> _Try it_
Only the lines from the one containing "req.set_value(offset, level(high))?;" through the end of the entries should be repeated, exactly as they appear, first and last included.

Stored data entries
:::::

// Transceiver control lines as gpiocdev output requests, one per pin.
use gpiocdev::{line::Value, Request};
use std::collections::HashMap;

use crate::board::{Pin, PinController};
use crate::config::Gpio;
use crate::Result;

pub struct GpioPins {
    config: Gpio,
    requests: HashMap<Pin, Request>,
}

impl GpioPins {
    pub fn new(config: &Gpio) -> Self {
        Self {
            config: config.clone(),
            requests: HashMap::new(),
        }
    }

    fn offset(&self, pin: Pin) -> u32 {
        match pin {
            Pin::Reset => self.config.reset,
            Pin::RxEnable => self.config.rx_enable,
            Pin::TxEnable => self.config.tx_enable,
        }
    }
}

fn level(high: bool) -> Value {
    if high {
        Value::Active
    } else {
        Value::Inactive
    }
}

impl PinController for GpioPins {
    fn set_level(&mut self, pin: Pin, high: bool) -> Result<()> {
        let offset = self.offset(pin);
        match self.requests.get(&pin) {
            Some(req) => {
                req.set_value(offset, level(high))?;
            }
            None => {
                let req = Request::builder()
                    .on_chip(&self.config.chip)
                    .with_consumer("evb7")
                    .with_line(offset)
                    .as_output(level(high))
                    .request()?;
                self.requests.insert(pin, req);
            }
        }
        log::trace!("{:?} ({}) {}", pin, offset, high);
        Ok(())
    }

    fn release_pin(&mut self, pin: Pin) -> Result<()> {
        if self.requests.remove(&pin).is_some() {
            log::trace!("{:?} released", pin);
        }
        Ok(())
    }
}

:::::

> _Exercise output_
                req.set_value(offset, level(high))?;
            }
            None => {
                let req = Request::builder()
                    .on_chip(&self.config.chip)
                    .with_consumer("evb7")
                    .with_line(offset)
                    .as_output(level(high))
                    .request()?;
                self.requests.insert(pin, req);
            }
        }
        log::trace!("{:?} ({}) {}", pin, offset, high);
        Ok(())
    }

    fn release_pin(&mut self, pin: Pin) -> Result<()> {
        if self.requests.remove(&pin).is_some() {
            log::trace!("{:?} released", pin);
        }
        Ok(())
    }
}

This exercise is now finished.